Patients implanted with a contemporary continuous flow (CF)-LVAD were stratified into 4 groups using pre-operative BMI: underweight (UW; BMI ≤18.5 kg/m2); non-obese (NO; BMI >18.5 to <30 kg/m2); obese (OB; BMI ≥30 to <40 kg/m2); and morbidly obese (MO; BMI ≥40 kg/m2). Freedom from AEs was evaluated using the Kaplan-Meier method and risk factors for development of first AE were identified using multiphase parametric hazard modeling. AEs included infection, thromboembolic events, bleeding, device malfunction, and neurologic dysfunction.

RESULTS:

Between 2013 and 2015, a total of 9,408 patients underwent implantation of a CF-LVAD, which consisted of 368 (4%) UW, 5,719 (61%) NO, 2,770 (29%) OB, and 444 (5%) MO patients. Survival among the 4 BMI cohorts was similar at 2years (70.8% to 75.8%, p = 0.24). MO patients were less likely to be free from a non‒VAD-related infection (p < 0.0001) or device-related infection (p = 0.0014) at 2years (50.3%, 70.7%) when compared with OB (58.3%, 78.7%), NO (65.2%, 81.4%), and UW (68.9%, 77.4%) patients. UW (81.5%) and NO (81.3%) patients were more likely to be free from device malfunction at 2years when compared with OB (78.3%) and MO (72.6%) (p = 0.0006).

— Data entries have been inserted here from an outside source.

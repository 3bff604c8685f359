//! Visual/source mode switching.
//!
//! Every transition copies content from the view being left into the view
//! being entered: serialized (and optionally pretty-printed) markup going to
//! source, sanitized raw text going back to visual.

use crate::host::{HtmlFormatter, HtmlSanitizer, ViewPane};
use crate::serializer::serialize_view;
use crate::types::Mode;

/// Observer notified after every completed transition.
pub type ModeListener = Box<dyn FnMut(Mode)>;

/// Two-state machine over [`Mode`], starting in [`Mode::Visual`].
pub struct ModeController {
    mode: Mode,
    formatter: Option<Box<dyn HtmlFormatter>>,
    sanitizer: Option<Box<dyn HtmlSanitizer>>,
    listeners: Vec<ModeListener>,
}

impl Default for ModeController {
    fn default() -> Self {
        Self::new()
    }
}

impl ModeController {
    pub fn new() -> Self {
        Self {
            mode: Mode::Visual,
            formatter: None,
            sanitizer: None,
            listeners: Vec::new(),
        }
    }

    pub fn with_formatter(mut self, formatter: Option<Box<dyn HtmlFormatter>>) -> Self {
        self.formatter = formatter;
        self
    }

    pub fn with_sanitizer(mut self, sanitizer: Option<Box<dyn HtmlSanitizer>>) -> Self {
        self.sanitizer = sanitizer;
        self
    }

    pub fn mode(&self) -> Mode {
        self.mode
    }

    /// Register an observer for completed transitions.
    pub fn subscribe(&mut self, listener: impl FnMut(Mode) + 'static) {
        self.listeners.push(Box::new(listener));
    }

    /// Switch to `target`, converting content between the views.
    ///
    /// Returns `false` and does nothing if already in `target`. Listeners are
    /// not called here; see [`ModeController::notify`].
    pub fn set_mode<R, S>(&mut self, target: Mode, rendered: &R, source: &S) -> bool
    where
        R: ViewPane,
        S: ViewPane,
    {
        if target == self.mode {
            return false;
        }

        match target {
            Mode::Source => {
                let html = serialize_view(rendered);
                let formatted = self.format(html);
                source.set_content(&formatted);
                rendered.set_visible(false);
                source.set_visible(true);
            }
            Mode::Visual => {
                let raw = source.content();
                let html = match &self.sanitizer {
                    Some(sanitizer) => sanitizer.sanitize(&raw),
                    None => raw,
                };
                rendered.set_content(&html);
                rendered.set_visible(true);
                source.set_visible(false);
            }
        }

        tracing::debug!(target: "weaver::modes", from = %self.mode, to = %target, "switched mode");
        self.mode = target;
        true
    }

    /// Flip between the two modes. Always transitions.
    pub fn toggle<R, S>(&mut self, rendered: &R, source: &S) -> Mode
    where
        R: ViewPane,
        S: ViewPane,
    {
        let target = self.mode.flipped();
        self.set_mode(target, rendered, source);
        target
    }

    /// Call every subscribed observer with the current mode.
    pub fn notify(&mut self) {
        let mode = self.mode;
        for listener in &mut self.listeners {
            listener(mode);
        }
    }

    /// Pretty-print through the formatter, falling back to the input on failure.
    fn format(&self, html: String) -> String {
        let Some(formatter) = &self.formatter else {
            return html;
        };
        match formatter.format(&html) {
            Ok(formatted) => formatted,
            Err(e) => {
                tracing::warn!(target: "weaver::modes", "{e}, using unformatted markup");
                html
            }
        }
    }
}

#[cfg(test)]
mod tests {
    use std::cell::{Cell, RefCell};
    use std::rc::Rc;

    use super::*;
    use crate::host::FormatError;

    #[derive(Default)]
    struct FakePane {
        content: RefCell<String>,
        visible: Cell<bool>,
        writes: Cell<usize>,
    }

    impl FakePane {
        fn with(content: &str, visible: bool) -> Self {
            Self {
                content: RefCell::new(content.to_string()),
                visible: Cell::new(visible),
                writes: Cell::new(0),
            }
        }
    }

    impl ViewPane for FakePane {
        fn content(&self) -> String {
            self.content.borrow().clone()
        }

        fn set_content(&self, content: &str) {
            self.writes.set(self.writes.get() + 1);
            *self.content.borrow_mut() = content.to_string();
        }

        fn text_len(&self) -> usize {
            self.content.borrow().chars().count()
        }

        fn set_visible(&self, visible: bool) {
            self.visible.set(visible);
        }
    }

    #[test]
    fn test_to_source_and_back() {
        let rendered = FakePane::with("<b>hi</b>\n  ", true);
        let source = FakePane::with("", false);
        let mut modes = ModeController::new();

        assert!(modes.set_mode(Mode::Source, &rendered, &source));
        assert_eq!(source.content(), "<b>hi</b>");
        assert!(!rendered.visible.get());
        assert!(source.visible.get());

        assert!(modes.set_mode(Mode::Visual, &rendered, &source));
        assert_eq!(rendered.content(), "<b>hi</b>");
        assert!(rendered.visible.get());
        assert!(!source.visible.get());
    }

    #[test]
    fn test_repeated_target_converts_once() {
        let rendered = FakePane::with("<p>x</p>", true);
        let source = FakePane::default();
        let mut modes = ModeController::new();

        assert!(modes.set_mode(Mode::Source, &rendered, &source));
        assert!(!modes.set_mode(Mode::Source, &rendered, &source));
        assert_eq!(source.writes.get(), 1);
        assert_eq!(modes.mode(), Mode::Source);
    }

    #[test]
    fn test_failing_formatter_falls_back() {
        let rendered = FakePane::with("<p>x</p>", true);
        let source = FakePane::default();
        let formatter = |_: &str| -> Result<String, FormatError> { Err("boom".into()) };
        let mut modes = ModeController::new().with_formatter(Some(Box::new(formatter)));

        modes.set_mode(Mode::Source, &rendered, &source);
        assert_eq!(source.content(), "<p>x</p>");
    }

    #[test]
    fn test_formatter_output_used() {
        let rendered = FakePane::with("<p>x</p>", true);
        let source = FakePane::default();
        let formatter =
            |html: &str| -> Result<String, FormatError> { Ok(html.replace("<p>", "<p>\n  ")) };
        let mut modes = ModeController::new().with_formatter(Some(Box::new(formatter)));

        modes.set_mode(Mode::Source, &rendered, &source);
        insta::assert_snapshot!(source.content(), @r"
        <p>
          x</p>
        ");
    }

    #[test]
    fn test_sanitizer_applied_leaving_source() {
        let rendered = FakePane::with("", true);
        let source = FakePane::default();
        let sanitizer = |html: &str| html.replace("<script>", "");
        let mut modes = ModeController::new().with_sanitizer(Some(Box::new(sanitizer)));

        modes.set_mode(Mode::Source, &rendered, &source);
        source.set_content("<script><i>ok</i>");
        modes.set_mode(Mode::Visual, &rendered, &source);
        assert_eq!(rendered.content(), "<i>ok</i>");
    }

    #[test]
    fn test_toggle_and_listeners() {
        let rendered = FakePane::with("a", true);
        let source = FakePane::default();
        let seen = Rc::new(RefCell::new(Vec::new()));
        let mut modes = ModeController::new();
        let sink = seen.clone();
        modes.subscribe(move |mode| sink.borrow_mut().push(mode));

        assert_eq!(modes.toggle(&rendered, &source), Mode::Source);
        modes.notify();
        assert_eq!(modes.toggle(&rendered, &source), Mode::Visual);
        modes.notify();
        assert_eq!(seen.borrow().as_slice(), &[Mode::Source, Mode::Visual]);
    }
}
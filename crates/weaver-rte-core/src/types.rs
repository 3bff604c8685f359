//! Core editor types: editing mode and lifecycle phase.

use std::fmt;
use std::str::FromStr;

/// Which of the two views is currently active and editable.
#[derive(Clone, Debug, Copy, PartialEq, Eq, Hash, Default)]
pub enum Mode {
    /// The rendered, directly editable view.
    #[default]
    Visual,
    /// The raw markup shown as plain text.
    Source,
}

impl Mode {
    pub fn as_str(self) -> &'static str {
        match self {
            Mode::Visual => "visual",
            Mode::Source => "source",
        }
    }

    /// The other mode.
    pub fn flipped(self) -> Self {
        match self {
            Mode::Visual => Mode::Source,
            Mode::Source => Mode::Visual,
        }
    }

    /// Message announced through the live region after switching to this mode.
    pub fn announcement(self) -> &'static str {
        match self {
            Mode::Visual => "Switched to Visual mode",
            Mode::Source => "Switched to HTML mode",
        }
    }
}

impl fmt::Display for Mode {
    fn fmt(&self, f: &mut fmt::Formatter<'_>) -> fmt::Result {
        f.write_str(self.as_str())
    }
}

/// Error parsing a [`Mode`] from a string.
#[derive(thiserror::Error, Debug, Clone, PartialEq, Eq)]
#[error("unknown editor mode: {0:?}")]
pub struct UnknownMode(pub String);

impl FromStr for Mode {
    type Err = UnknownMode;

    fn from_str(s: &str) -> Result<Self, Self::Err> {
        match s {
            "visual" => Ok(Mode::Visual),
            "source" => Ok(Mode::Source),
            other => Err(UnknownMode(other.to_string())),
        }
    }
}

/// Lifecycle phase of an editor instance.
#[derive(Clone, Debug, Copy, PartialEq, Eq)]
pub enum Phase {
    /// Scaffold built and events wired.
    Attached,
    /// Torn down; the host page is back to its pre-attach state.
    Detached,
}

Thromboembolic events were rare and more common in the UW cohort (p = 0.026).

CONCLUSIONS:

Although BMI was not correlated with 2-year mortality, an increased rate of infectious and device-related AEs was noted in OB and MO LVAD patients. In a group with few options for transplant, the event morbidity in obese patients can be expected to impact morbidity with longer support durations.